Unfortunately, I don't have great reading resources! I was hoping you did :(
As far as the addition part, the value is converted to hex and then hashed with sha3 after, so you should be able to add nearly infinite value to it without a problem, right? In other words, if the random seed was previously the hex representation of some big number (say 2**250) and then you added a bunch more text (say the first page of the US constitution), that would only add entropy and have no downside because it would take slightly longer to calculate the SHA3 of this new value). It's not a good example because now everyone knows you used the first page of the constitution, but that's a separate topic and you haven't made the underlying private keys any less secure by doing so. It's only additive.
On that note, I don't understand why use long_to_hex
to convert random_seed
to hex? I don't see any vulnerability here, but it adds complexity and I don't see what the gain is. Perhaps I'm misunderstanding though? You could just pass random_seed
(plus any user_entropy
) to from_master_secret
and it'd be easier to follow. On second thought, I'm pretty sure this the best approach. As a bonus, it also means user_entropy
doesn't have to be an int/long, which is much better for anyone using the library.
I wanted to respond to one thing you said that I disagree with: "I'm particularly concerned about... two different user_entropy values result in differing results when starting with a seeded PRNG"

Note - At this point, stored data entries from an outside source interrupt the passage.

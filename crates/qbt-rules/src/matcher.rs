//! First-match rule evaluation over tracker hostnames.

use std::fmt;

use tracing::debug;

use crate::rules::RuleSet;

/// Settings chosen for a torrent. Both may be absent.
#[derive(Debug, Clone, Default, PartialEq, Eq)]
pub struct Decision {
    /// Category to assign.
    pub category: Option<String>,
    /// Upload limit in KiB/s.
    pub up_limit_kib: Option<i64>,
}

impl Decision {
    /// Returns true if nothing is to be applied.
    pub fn is_empty(&self) -> bool {
        self.category.is_none() && self.up_limit_kib.is_none()
    }
}

impl fmt::Display for Decision {
    fn fmt(&self, f: &mut fmt::Formatter<'_>) -> fmt::Result {
        if self.is_empty() {
            return f.write_str("no rules applied");
        }
        let mut applied = Vec::with_capacity(2);
        if let Some(category) = &self.category {
            applied.push(format!("category={category}"));
        }
        if let Some(limit) = self.up_limit_kib {
            applied.push(format!("up_limit_kib={limit}"));
        }
        f.write_str(&applied.join(", "))
    }
}

/// Picks the settings for a torrent whose trackers resolve to `hosts`.
///
/// Hosts are scanned in order and, for each host, rules in priority order. The first host that
/// matches any rule decides, so a lower priority rule hit by an earlier host wins over a higher
/// priority rule hit by a later host. Without any hit the defaults apply.
pub fn match_rules(hosts: &[String], rule_set: &RuleSet) -> Decision {
    for host in hosts {
        for (index, rule) in rule_set.rules().iter().enumerate() {
            if rule.matches(host) {
                debug!("Host {host} matched rule #{index}");
                return Decision {
                    category: rule.category.clone(),
                    up_limit_kib: rule.up_limit_kib,
                };
            }
        }
    }

    debug!("No rule matched {hosts:?}, using defaults");
    let defaults = rule_set.defaults();
    Decision {
        category: defaults.category.clone(),
        up_limit_kib: defaults.up_limit_kib,
    }
}

/// Converts KiB/s to the bytes/s the WebUI expects. Negative limits floor at 0 (unlimited).
pub fn kib_to_bytes(kib: i64) -> u64 {
    u64::try_from(kib).unwrap_or(0).saturating_mul(1024)
}
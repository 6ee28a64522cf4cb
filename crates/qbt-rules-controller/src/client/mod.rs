//! qBittorrent WebUI client implementation.

use tracing::debug;

use qbt_rules_types::{
    AddSource, Categories, ClientError, Degraded, TorrentClient, TorrentEntry, Tracker,
};

use crate::conversions::{check_status, decode_json, degrade, form_bool};
use crate::ops::{WebUi, WebUiOps};


const LOGIN: &str = "api/v2/auth/login";
const ADD: &str = "api/v2/torrents/add";
const INFO: &str = "api/v2/torrents/info";
const TRACKERS: &str = "api/v2/torrents/trackers";
const CATEGORIES: &str = "api/v2/torrents/categories";
const CREATE_CATEGORY: &str = "api/v2/torrents/createCategory";
const SET_CATEGORY: &str = "api/v2/torrents/setCategory";
const SET_UPLOAD_LIMIT: &str = "api/v2/torrents/setUploadLimit";
const REMOVE_TAGS: &str = "api/v2/torrents/removeTags";
const RESUME: &str = "api/v2/torrents/resume";
// qBittorrent 5 renamed resume to start.
const START: &str = "api/v2/torrents/start";

/// QbittorrentClient is a [`TorrentClient`] that drives the qBittorrent WebUI API.
#[allow(missing_debug_implementations, private_bounds)]
pub struct QbittorrentClient<T: WebUiOps = WebUi> {
    client: T,
}

impl QbittorrentClient {
    /// Create a new QbittorrentClient for the WebUI at `base_url`.
    ///
    /// No request is sent until [`TorrentClient::login`].
    pub fn try_new(base_url: &str, insecure: bool) -> Result<Self, ClientError> {
        debug!("Using qBittorrent WebUI at {base_url}, insecure={insecure}");
        Ok(Self {
            client: WebUi::try_new(base_url, insecure)?,
        })
    }
}

#[allow(private_bounds)]
impl<T: WebUiOps> QbittorrentClient<T> {
    /// Create a QbittorrentClient with a custom transport.
    /// This is primarily useful for testing with mocks.
    #[cfg(test)]
    pub(crate) fn with_client(client: T) -> Self {
        Self { client }
    }
}

#[allow(private_bounds)]
impl<T: WebUiOps> TorrentClient for QbittorrentClient<T> {
    async fn login(
        &self,
        username: Option<&str>,
        password: Option<&str>,
    ) -> Result<(), ClientError> {
        let (Some(username), Some(password)) = (
            username.filter(|u| !u.is_empty()),
            password.filter(|p| !p.is_empty()),
        ) else {
            return Err(ClientError::MissingCredentials);
        };

        debug!("Logging in as {username}");
        let response = self
            .client
            .post_form(
                LOGIN,
                vec![
                    ("username", username.to_string()),
                    ("password", password.to_string()),
                ],
            )
            .await?;
        if response.status != 200 || response.body != "Ok." {
            return Err(ClientError::LoginRejected {
                status: response.status,
                body: response.body,
            });
        }

        debug!("Logged in");
        Ok(())
    }

    async fn add(&self, source: &AddSource, tag: &str, paused: bool) -> Result<(), ClientError> {
        debug!("Adding {source:?} with tag {tag}, paused={paused}");
        // `paused` is read up to WebUI 2.10, `stopped` from 2.11 on.
        let mut form = vec![
            ("paused", form_bool(paused)),
            ("stopped", form_bool(paused)),
            ("tags", tag.to_string()),
        ];
        let response = match source {
            AddSource::Magnet(uri) => {
                form.push(("urls", uri.clone()));
                self.client.post_form(ADD, form).await?
            }
            AddSource::TorrentFile {
                file_name,
                contents,
            } => {
                self.client
                    .post_torrent_file(ADD, form, file_name.clone(), contents.clone())
                    .await?
            }
        };

        let response = check_status("add", response)?;
        // Older WebUIs answer 200 with `Fails.` when nothing was added.
        if response.body.trim() == "Fails." {
            return Err(ClientError::ServerError {
                call: "add",
                status: response.status,
                body: response.body,
            });
        }

        debug!("Add command accepted");
        Ok(())
    }

    async fn torrents_by_tag(&self, tag: &str) -> Result<Vec<TorrentEntry>, ClientError> {
        debug!("Listing torrents tagged {tag}");
        let response = self.client.get(INFO, vec![("tag", tag.to_string())]).await?;
        let torrents: Vec<TorrentEntry> = decode_json("info", response)?;
        debug!("Torrents tagged {tag}: {torrents:?}");

        Ok(torrents)
    }

    async fn trackers(&self, hash: &str) -> Result<Vec<Tracker>, ClientError> {
        debug!("Getting trackers for {hash}");
        let response = self
            .client
            .get(TRACKERS, vec![("hash", hash.to_string())])
            .await?;
        let trackers: Vec<Tracker> = decode_json("trackers", response)?;
        debug!("Trackers for {hash}: {trackers:?}");

        Ok(trackers)
    }

    async fn categories(&self) -> Result<Categories, ClientError> {
        debug!("Listing categories");
        let response = self.client.get(CATEGORIES, vec![]).await?;
        decode_json("categories", response)
    }

    async fn create_category(&self, category: &str) -> Result<(), Degraded> {
        debug!("Creating category {category}");
        let response = self
            .client
            .post_form(CREATE_CATEGORY, vec![("category", category.to_string())])
            .await;
        degrade("createCategory", response)
    }

    async fn set_category(&self, hash: &str, category: &str) -> Result<(), Degraded> {
        debug!("Setting category {category} on {hash}");
        let response = self
            .client
            .post_form(
                SET_CATEGORY,
                vec![
                    ("hashes", hash.to_string()),
                    ("category", category.to_string()),
                ],
            )
            .await;
        degrade("setCategory", response)
    }

    async fn set_upload_limit(&self, hash: &str, bytes_per_sec: u64) -> Result<(), Degraded> {
        debug!("Setting upload limit {bytes_per_sec} B/s on {hash}");
        let response = self
            .client
            .post_form(
                SET_UPLOAD_LIMIT,
                vec![
                    ("hashes", hash.to_string()),
                    ("limit", bytes_per_sec.to_string()),
                ],
            )
            .await;
        degrade("setUploadLimit", response)
    }

    async fn remove_tag(&self, hash: &str, tag: &str) -> Result<(), Degraded> {
        debug!("Removing tag {tag} from {hash}");
        let response = self
            .client
            .post_form(
                REMOVE_TAGS,
                vec![("hashes", hash.to_string()), ("tags", tag.to_string())],
            )
            .await;
        degrade("removeTags", response)
    }

    async fn resume(&self, hash: &str) -> Result<(), Degraded> {
        debug!("Resuming {hash}");
        let form = vec![("hashes", hash.to_string())];
        let response = self.client.post_form(RESUME, form.clone()).await;
        if matches!(&response, Ok(r) if r.status == 404) {
            debug!("resume endpoint missing, retrying with start");
            let response = self.client.post_form(START, form).await;
            return degrade("start", response);
        }
        degrade("resume", response)
    }
}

To be clear, calling new_random_wallet()
repeatedly with the same user_entropy
should result in a different output each time. The user_entropy
adds extra randomness, but is not the only source of randomness. To see a deterministic result, your from_master_secret
function is perfect. Does that make sense? I get the feeling it isn't and that this could cause people great ruin if they mistakenly think that saving user_entropy
is enough to recover a private key that was generated with new_random_wallet()
. Hmmm...
As far as the addition part, the value is converted to hex and then hashed with sha3 after, so you should be able to add nearly infinite value to it without a problem, right? In other words, if the random seed was previously the hex representation of some big number (say 2**250) and then you added a bunch more text (say the first page of the US constitution), that would only add entropy and have no downside because it would take slightly longer to calculate the SHA3 of this new value).
Yes, I believe that is correct. If I understand correctly, even adding a constant to every random value from the PRNG would increase the entropy (though perhaps not enough to defeat a compromised generator), as long as that constant stayed secret. (Also, SHA-512 is used, but that's just a nit).
On that note, I don't understand why use long_to_hex to convert random_seed to hex?
Only because the from_master_secret
method expects its input to be bytes, and Crypto.Random.random.getrandbits
returns a long.
I don't see any vulnerability here, but it adds complexity and I don't see what the gain is. Perhaps I'm misunderstanding though? You could just pass random_seed (plus any user_entropy) to from_master_secret and it'd be easier to follow. On second thought, I'm pretty sure this the best approach. As a bonus, it also means user_entropy doesn't have to be an int/long, which is much better for anyone using the library.
I do like the change from long_to_hex(random.get_rand_bits(512))
to get_random_bytes(512/8)
. I must have overlooked that method the first time around.
I wanted to respond to one thing you said that I disagree with: "I'm particularly concerned about... two different user_entropy values result in differing results when starting with a seeded PRNG"
To be clear, calling new_random_wallet() repeatedly with the same user_entropy should result in a different output each time. The user_entropy adds extra randomness, but is not the only source of randomness. To see a deterministic result, your from_master_secret function is perfect.
Sorry, my wording could have been better. I'm very much a crypto beginner, so I err on the side of extreme caution. What I meant to convey was that, while I do generally trust the crypto primitives and that things are well behaved, I just want tests to verify that the real behavior matches the expected behavior. I didn't mean to imply that I expected the same results with the same user entropy, that would certainly be broken!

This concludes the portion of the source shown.